- EXTRACTED MATERIAL:
use clap::Parser;
use sentidash::cli::{run, Cli};

fn main() -> std::process::ExitCode {
    run(Cli::parse())
}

- TASK DIRECTIONS:
Output each entry precisely as given.

- RESULT BELOW:
use clap::Parser;
use sentidash::cli::{run, Cli};

fn main() -> std::process::ExitCode {
    run(Cli::parse())
}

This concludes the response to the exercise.